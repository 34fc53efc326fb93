use keel_iceberg::{PartitionError, SchemaError};
use thiserror::Error;

pub type CatalogResult<T> = Result<T, CatalogError>;

#[derive(Debug, Error)]
pub enum CatalogError {
    #[error("invalid argument: {0}")]
    InvalidArgument(String),
    #[error("not found: {0}")]
    NotFound(String),
    #[error(transparent)]
    Partition(#[from] PartitionError),
    #[error(transparent)]
    Schema(#[from] SchemaError),
}

impl CatalogError {
    pub fn invalid(message: impl Into<String>) -> Self {
        CatalogError::InvalidArgument(message.into())
    }

    pub fn not_found(message: impl Into<String>) -> Self {
        CatalogError::NotFound(message.into())
    }
}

+---+

PROBLEM DESCRIPTION: Return all lines from the data above with "CatalogError" in them.

SOLUTION TO THIS EXERCISE:
pub type CatalogResult<T> = Result<T, CatalogError>;
pub enum CatalogError {
impl CatalogError {
        CatalogError::InvalidArgument(message.into())
        CatalogError::NotFound(message.into())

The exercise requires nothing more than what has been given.